Together with the art historian Elena Lago, who created Art Plug&Play– a contemporary art blog we are collaborating with- we had the chance and the pleasure to interview the artist Rebecca Chesney. Her amazing Brontë Weather Project connects art, science and Brontë literature. We tried to understand this project better through these questions to Rebecca, who’s been very helpful and incredibly kind. So here we are!  As the second phase of this collaboration we’d love to suggest you a special interview: art and literature will unveil the most interesnting aspects of the Brontë Weather Project for you!

1.How important was for you to know the works of some romantic or contemporary artists who put a particular attention on the weather? We are thinking of Constable, who used to take note of dates and weather on the back of his studies of clouds, or Olafur Eliasson with his The Weather Project (Tate Modern, London, 2003)?

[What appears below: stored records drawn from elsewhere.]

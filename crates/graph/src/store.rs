use std::collections::{BTreeMap, BTreeSet, HashMap};

use graphsched_core::{
    BundleInfo, ControlEdgeType, GraphError, Node, NodeBuilder, NodeId, Result, Tensor,
    TensorAlias, TensorId,
};
use serde::Serialize;

use crate::topology;

/// Which tensors count as dependencies when querying producers/consumers.
#[derive(Debug, Clone, Copy, PartialEq, Eq, Hash)]
pub enum EdgeFilter {
    Data,
    Control,
    Both,
}

impl EdgeFilter {
    fn accepts(self, tensor: &Tensor) -> bool {
        match self {
            EdgeFilter::Data => !tensor.is_control(),
            EdgeFilter::Control => tensor.is_control(),
            EdgeFilter::Both => true,
        }
    }
}

#[derive(Debug, Serialize)]
pub struct GraphStats {
    pub node_count: usize,
    pub tensor_count: usize,
    pub control_edge_count: usize,
    pub nodes_by_kind: HashMap<String, usize>,
    pub bundles: usize,
}

/// In-memory dataflow graph. Nodes and tensors live in id-keyed tables.
#[derive(Debug, Clone, Default)]
pub struct Graph {
    nodes: BTreeMap<NodeId, Node>,
    tensors: BTreeMap<TensorId, Tensor>,
    next_node: u64,
    next_tensor: u64,
}

impl Graph {
    pub fn new() -> Self {
        Self::default()
    }

    pub fn add_tensor(&mut self, name: impl Into<String>, size_bytes: u64) -> TensorId {
        let id = TensorId(self.next_tensor);
        self.next_tensor += 1;
        self.tensors.insert(id, Tensor::new(id, name, size_bytes));
        id
    }

    /// Add a view tensor living at `offset` bytes inside `real`.
    pub fn add_alias_tensor(
        &mut self,
        name: impl Into<String>,
        size_bytes: u64,
        real: TensorId,
        offset: u64,
    ) -> Result<TensorId> {
        if !self.tensors.contains_key(&real) {
            return Err(GraphError::TensorNotFound(real));
        }
        let id = self.add_tensor(name, size_bytes);
        if let Some(t) = self.tensors.get_mut(&id) {
            t.alias = Some(TensorAlias { real, offset });
        }
        Ok(id)
    }

    pub fn add_node(
        &mut self,
        builder: NodeBuilder,
        inputs: &[TensorId],
        outputs: &[TensorId],
    ) -> Result<NodeId> {
        for &t in inputs.iter().chain(outputs) {
            if !self.tensors.contains_key(&t) {
                return Err(GraphError::TensorNotFound(t));
            }
        }
        for &t in outputs {
            if let Some(producer) = self.tensors[&t].producer {
                return Err(GraphError::DuplicateProducer { tensor: t, producer });
            }
        }

        let id = NodeId(self.next_node);
        self.next_node += 1;
        let mut node = builder.build(id);
        node.inputs = inputs.to_vec();
        node.outputs = outputs.to_vec();
        self.attach(&node);
        self.nodes.insert(id, node);
        Ok(id)
    }

    /// Synthesize a control tensor expressing `blocking` happens-before `blocked`.
    pub fn add_control_edge(
        &mut self,
        blocking: NodeId,
        blocked: NodeId,
        edge_type: ControlEdgeType,
    ) -> Result<TensorId> {
        if blocking == blocked {
            return Err(GraphError::SelfEdge(blocking));
        }
        self.require_node(blocking)?;
        self.require_node(blocked)?;
        if topology::is_reachable(self, blocked, blocking) {
            return Err(GraphError::CycleDetected { from: blocking, to: blocked });
        }

        let id = self.add_tensor(format!("ctrl_{}_{}", blocking, blocked), 0);
        if let Some(t) = self.tensors.get_mut(&id) {
            t.control = Some(edge_type);
            t.producer = Some(blocking);
            t.consumers.push(blocked);
        }
        if let Some(n) = self.nodes.get_mut(&blocking) {
            n.control_outputs.push(id);
        }
        if let Some(n) = self.nodes.get_mut(&blocked) {
            n.control_inputs.push(id);
        }
        Ok(id)
    }

    /// Detach a node from all of its tensors and return its record.
    pub fn remove_node(&mut self, id: NodeId) -> Result<Node> {
        let node = self.nodes.remove(&id).ok_or(GraphError::NodeNotFound(id))?;
        for t in node.all_inputs() {
            if let Some(tensor) = self.tensors.get_mut(&t) {
                tensor.consumers.retain(|&c| c != id);
            }
        }
        for t in node.all_outputs() {
            if let Some(tensor) = self.tensors.get_mut(&t) {
                if tensor.producer == Some(id) {
                    tensor.producer = None;
                }
            }
        }
        Ok(node)
    }

    /// Re-insert a node previously returned by [`Graph::remove_node`], keeping its id.
    pub fn restore_node(&mut self, node: Node) -> Result<()> {
        if self.nodes.contains_key(&node.id) {
            return Err(GraphError::DuplicateNode(node.id));
        }
        for t in node.all_outputs() {
            match self.tensors.get(&t) {
                None => return Err(GraphError::TensorNotFound(t)),
                Some(tensor) => {
                    if let Some(producer) = tensor.producer {
                        return Err(GraphError::DuplicateProducer { tensor: t, producer });
                    }
                }
            }
        }
        self.attach(&node);
        self.next_node = self.next_node.max(node.id.0 + 1);
        self.nodes.insert(node.id, node);
        Ok(())
    }

    /// Swap `old` for a new node wired to exactly the same tensors.
    pub fn replace_node(&mut self, old: NodeId, builder: NodeBuilder) -> Result<NodeId> {
        let removed = self.remove_node(old)?;
        let id = NodeId(self.next_node);
        self.next_node += 1;
        let mut node = builder.build(id);
        node.inputs = removed.inputs;
        node.outputs = removed.outputs;
        node.control_inputs = removed.control_inputs;
        node.control_outputs = removed.control_outputs;
        self.attach(&node);
        self.nodes.insert(id, node);
        Ok(id)
    }

    /// Drop a control tensor and unlink it from both endpoints.
    pub fn remove_control_edge(&mut self, t: TensorId) -> Result<()> {
        let tensor = self.tensors.get(&t).ok_or(GraphError::TensorNotFound(t))?;
        if !tensor.is_control() {
            return Err(GraphError::NotControlEdge(t));
        }
        let Some(tensor) = self.tensors.remove(&t) else {
            return Err(GraphError::TensorNotFound(t));
        };
        if let Some(p) = tensor.producer.and_then(|p| self.nodes.get_mut(&p)) {
            p.control_outputs.retain(|&x| x != t);
        }
        for c in &tensor.consumers {
            if let Some(c) = self.nodes.get_mut(c) {
                c.control_inputs.retain(|&x| x != t);
            }
        }
        Ok(())
    }

    fn attach(&mut self, node: &Node) {
        for t in node.all_inputs() {
            if let Some(tensor) = self.tensors.get_mut(&t) {
                if !tensor.consumers.contains(&node.id) {
                    tensor.consumers.push(node.id);
                    tensor.consumers.sort();
                }
            }
        }
        for t in node.all_outputs() {
            if let Some(tensor) = self.tensors.get_mut(&t) {
                tensor.producer = Some(node.id);
            }
        }
    }

    fn require_node(&self, id: NodeId) -> Result<&Node> {
        self.nodes.get(&id).ok_or(GraphError::NodeNotFound(id))
    }

    pub fn node(&self, id: NodeId) -> Option<&Node> {
        self.nodes.get(&id)
    }

    /// Like [`Graph::node`] but an absent node is an error.
    pub fn get(&self, id: NodeId) -> Result<&Node> {
        self.require_node(id)
    }

    pub fn tensor(&self, id: TensorId) -> Option<&Tensor> {
        self.tensors.get(&id)
    }

    pub fn contains(&self, id: NodeId) -> bool {
        self.nodes.contains_key(&id)
    }

    /// Nodes in creation order.
    pub fn nodes(&self) -> impl Iterator<Item = &Node> {
        self.nodes.values()
    }

    pub fn node_ids(&self) -> impl Iterator<Item = NodeId> + '_ {
        self.nodes.keys().copied()
    }

    pub fn tensors(&self) -> impl Iterator<Item = &Tensor> {
        self.tensors.values()
    }

    pub fn len(&self) -> usize {
        self.nodes.len()
    }

    pub fn is_empty(&self) -> bool {
        self.nodes.is_empty()
    }

    pub fn set_bundle_info(&mut self, id: NodeId, info: Option<BundleInfo>) -> Result<()> {
        let node = self.nodes.get_mut(&id).ok_or(GraphError::NodeNotFound(id))?;
        node.annotation.bundle_info = info;
        Ok(())
    }

    pub fn set_barriers(&mut self, id: NodeId, barriers: Vec<NodeId>) -> Result<()> {
        let node = self.nodes.get_mut(&id).ok_or(GraphError::NodeNotFound(id))?;
        node.annotation.barriers = barriers;
        Ok(())
    }

    pub fn tensor_producer(&self, t: TensorId) -> Option<NodeId> {
        self.tensors.get(&t).and_then(|t| t.producer)
    }

    pub fn tensor_consumers(&self, t: TensorId) -> &[NodeId] {
        self.tensors.get(&t).map_or(&[], |t| t.consumers.as_slice())
    }

    /// Nodes that must run before `id`, sorted and de-duplicated.
    pub fn producers(&self, id: NodeId, filter: EdgeFilter) -> Vec<NodeId> {
        let Some(node) = self.nodes.get(&id) else {
            return Vec::new();
        };
        let set: BTreeSet<NodeId> = node
            .all_inputs()
            .filter_map(|t| self.tensors.get(&t))
            .filter(|t| filter.accepts(t))
            .filter_map(|t| t.producer)
            .filter(|&p| p != id)
            .collect();
        set.into_iter().collect()
    }

    /// Nodes that must run after `id`, sorted and de-duplicated.
    pub fn consumers(&self, id: NodeId, filter: EdgeFilter) -> Vec<NodeId> {
        let Some(node) = self.nodes.get(&id) else {
            return Vec::new();
        };
        let set: BTreeSet<NodeId> = node
            .all_outputs()
            .filter_map(|t| self.tensors.get(&t))
            .filter(|t| filter.accepts(t))
            .flat_map(|t| t.consumers.iter().copied())
            .filter(|&c| c != id)
            .collect();
        set.into_iter().collect()
    }

    pub fn in_degree(&self, id: NodeId, filter: EdgeFilter) -> usize {
        self.producers(id, filter).len()
    }

    pub fn out_degree(&self, id: NodeId, filter: EdgeFilter) -> usize {
        self.consumers(id, filter).len()
    }

    /// Nodes without any producer under `filter`.
    pub fn roots(&self, filter: EdgeFilter) -> Vec<NodeId> {
        self.node_ids()
            .filter(|&n| self.in_degree(n, filter) == 0)
            .collect()
    }

    /// Follow alias links to the tensor owning the memory.
    pub fn real_tensor(&self, t: TensorId) -> TensorId {
        let mut current = t;
        // alias chains are short; the bound only guards against malformed input
        for _ in 0..self.tensors.len() {
            match self.tensors.get(&current).and_then(|t| t.alias) {
                Some(alias) => current = alias.real,
                None => break,
            }
        }
        current
    }

    /// Byte offset of `t` inside its real tensor.
    pub fn real_offset(&self, t: TensorId) -> u64 {
        let mut offset = 0;
        let mut current = t;
        for _ in 0..self.tensors.len() {
            match self.tensors.get(&current).and_then(|t| t.alias) {
                Some(alias) => {
                    offset += alias.offset;
                    current = alias.real;
                }
                None => break,
            }
        }
        offset
    }

    pub fn stats(&self) -> GraphStats {
        let mut nodes_by_kind: HashMap<String, usize> = HashMap::new();
        let mut bundles = BTreeSet::new();
        for node in self.nodes.values() {
            *nodes_by_kind.entry(format!("{:?}", node.kind)).or_default() += 1;
            if let Some(idx) = node.bundle_index() {
                bundles.insert(idx);
            }
        }

        GraphStats {
            node_count: self.nodes.len(),
            tensor_count: self.tensors.len(),
            control_edge_count: self.tensors.values().filter(|t| t.is_control()).count(),
            nodes_by_kind,
            bundles: bundles.len(),
        }
    }
}
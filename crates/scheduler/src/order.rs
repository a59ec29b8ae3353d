use graphsched_core::{NodeId, ScheduleConfig};
use graphsched_graph::Graph;

use crate::free_nodes::NodeOrder;

/// Creation order, optionally grouped by parent id first.
#[derive(Debug, Clone, Copy, Default)]
pub struct DefaultOrder {
    parent_id_schedule: bool,
}

impl DefaultOrder {
    pub fn new(parent_id_schedule: bool) -> Self {
        Self { parent_id_schedule }
    }

    pub fn from_config(config: &ScheduleConfig) -> Self {
        Self::new(config.enable_parent_id_schedule)
    }
}

impl NodeOrder for DefaultOrder {
    type Key = Option<u64>;

    fn key(&self, graph: &Graph, node: NodeId) -> Self::Key {
        if !self.parent_id_schedule {
            return None;
        }
        graph.node(node).map(|n| n.parent_id)
    }
}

During the project I became more aware of how other artists used the weather in their work and looked again at artworks I was already familiar with too: the violent and biblical storms in John Martin’s paintings; Adolphe Valette’s urban scenes draped in fog; the cloud blots and smudges of Alexander Cozens’ studies; the light and air of JMW Turner’s watercolours and the immersive, contemplative experience of Olafur Eliasson’s Weather Project installed at the Tate in London. As with the Brontë texts, it was interesting to look at how these artists used weather to convey different moods and drama.

2. Besides the weather, what role did time and dates play in your artwork?

Time and dates played a very big part of the project. I was keen to see if I could mirror fictional weather descriptions from the Brontë texts with contemporary weather data. To achieve this I sited a digital weather station in the Parsonage garden to collect data for a year, while at the same time I read as many of the Brontë texts as I could (novels, poems and letters). Noting their every weather description I then tried to find a day in my weather records that most closely matched the quotations. Many quotations could not be matched successfully with any of the contemporary weather data, however some descriptions could be used and I developed a series of 5 large drawings. Using the complex weather records, I chose pencil and graph paper to convey the information in a basic form. Graph paper emphasises the scientific origin of the data and meters out time, however I abstracted all reference to measured units along both axis. The result is that the drawings become purely about the formation of the lines running across the page.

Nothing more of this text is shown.